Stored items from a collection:
------------------------------------
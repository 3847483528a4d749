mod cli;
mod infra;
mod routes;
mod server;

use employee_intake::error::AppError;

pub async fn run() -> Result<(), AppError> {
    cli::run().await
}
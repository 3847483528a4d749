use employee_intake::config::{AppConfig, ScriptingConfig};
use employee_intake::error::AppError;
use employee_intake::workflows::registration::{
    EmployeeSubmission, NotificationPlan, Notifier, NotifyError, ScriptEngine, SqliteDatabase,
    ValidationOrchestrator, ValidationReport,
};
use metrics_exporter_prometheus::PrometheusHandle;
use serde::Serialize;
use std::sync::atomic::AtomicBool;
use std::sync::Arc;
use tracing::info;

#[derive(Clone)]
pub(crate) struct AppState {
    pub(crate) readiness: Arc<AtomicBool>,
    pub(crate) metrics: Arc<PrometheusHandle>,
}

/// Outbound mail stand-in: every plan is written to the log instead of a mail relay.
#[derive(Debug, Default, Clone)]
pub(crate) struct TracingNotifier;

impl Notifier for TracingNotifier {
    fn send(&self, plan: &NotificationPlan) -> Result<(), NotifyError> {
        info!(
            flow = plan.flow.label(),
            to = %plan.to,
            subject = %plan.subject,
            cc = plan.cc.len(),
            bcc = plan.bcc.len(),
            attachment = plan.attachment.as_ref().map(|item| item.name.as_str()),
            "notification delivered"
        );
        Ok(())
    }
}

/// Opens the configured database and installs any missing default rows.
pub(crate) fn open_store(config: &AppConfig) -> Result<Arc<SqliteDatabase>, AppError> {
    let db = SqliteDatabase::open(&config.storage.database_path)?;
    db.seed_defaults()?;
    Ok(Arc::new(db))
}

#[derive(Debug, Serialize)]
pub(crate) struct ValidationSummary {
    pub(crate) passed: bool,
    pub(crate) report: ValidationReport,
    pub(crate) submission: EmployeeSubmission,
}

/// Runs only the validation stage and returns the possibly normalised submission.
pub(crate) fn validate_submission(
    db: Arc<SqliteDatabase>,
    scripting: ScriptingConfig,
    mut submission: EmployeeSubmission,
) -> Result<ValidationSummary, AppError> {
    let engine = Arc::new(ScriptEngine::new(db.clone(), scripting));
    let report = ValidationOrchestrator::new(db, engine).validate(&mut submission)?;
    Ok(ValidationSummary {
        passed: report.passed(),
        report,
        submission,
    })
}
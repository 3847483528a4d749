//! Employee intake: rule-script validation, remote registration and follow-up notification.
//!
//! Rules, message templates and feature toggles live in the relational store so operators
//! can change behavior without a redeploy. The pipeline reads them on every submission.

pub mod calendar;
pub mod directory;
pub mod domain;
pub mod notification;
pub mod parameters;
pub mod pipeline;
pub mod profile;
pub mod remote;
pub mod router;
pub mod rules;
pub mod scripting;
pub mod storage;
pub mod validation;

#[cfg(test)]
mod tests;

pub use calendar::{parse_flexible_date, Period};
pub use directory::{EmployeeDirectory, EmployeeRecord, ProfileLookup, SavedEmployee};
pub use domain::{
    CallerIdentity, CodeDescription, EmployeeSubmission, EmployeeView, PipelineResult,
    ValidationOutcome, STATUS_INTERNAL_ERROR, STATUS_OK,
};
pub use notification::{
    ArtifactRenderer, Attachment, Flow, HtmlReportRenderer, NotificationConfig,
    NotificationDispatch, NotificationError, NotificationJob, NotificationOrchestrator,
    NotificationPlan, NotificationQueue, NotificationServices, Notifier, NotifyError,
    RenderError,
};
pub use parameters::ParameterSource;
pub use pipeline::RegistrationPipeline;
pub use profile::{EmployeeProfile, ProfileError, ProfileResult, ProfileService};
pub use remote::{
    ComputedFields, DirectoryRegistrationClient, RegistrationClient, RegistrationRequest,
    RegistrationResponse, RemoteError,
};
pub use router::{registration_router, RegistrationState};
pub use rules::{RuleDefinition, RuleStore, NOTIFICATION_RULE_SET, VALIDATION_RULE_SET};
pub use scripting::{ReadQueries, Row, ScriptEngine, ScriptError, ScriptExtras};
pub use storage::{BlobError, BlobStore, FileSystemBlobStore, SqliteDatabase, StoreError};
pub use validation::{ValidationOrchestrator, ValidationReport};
------------------------------------
**Your objective:**
Look through the entries above, find each line containing "TracingNotifier", and copy it.

**Output for this exercise:**
pub(crate) struct TracingNotifier;
impl Notifier for TracingNotifier {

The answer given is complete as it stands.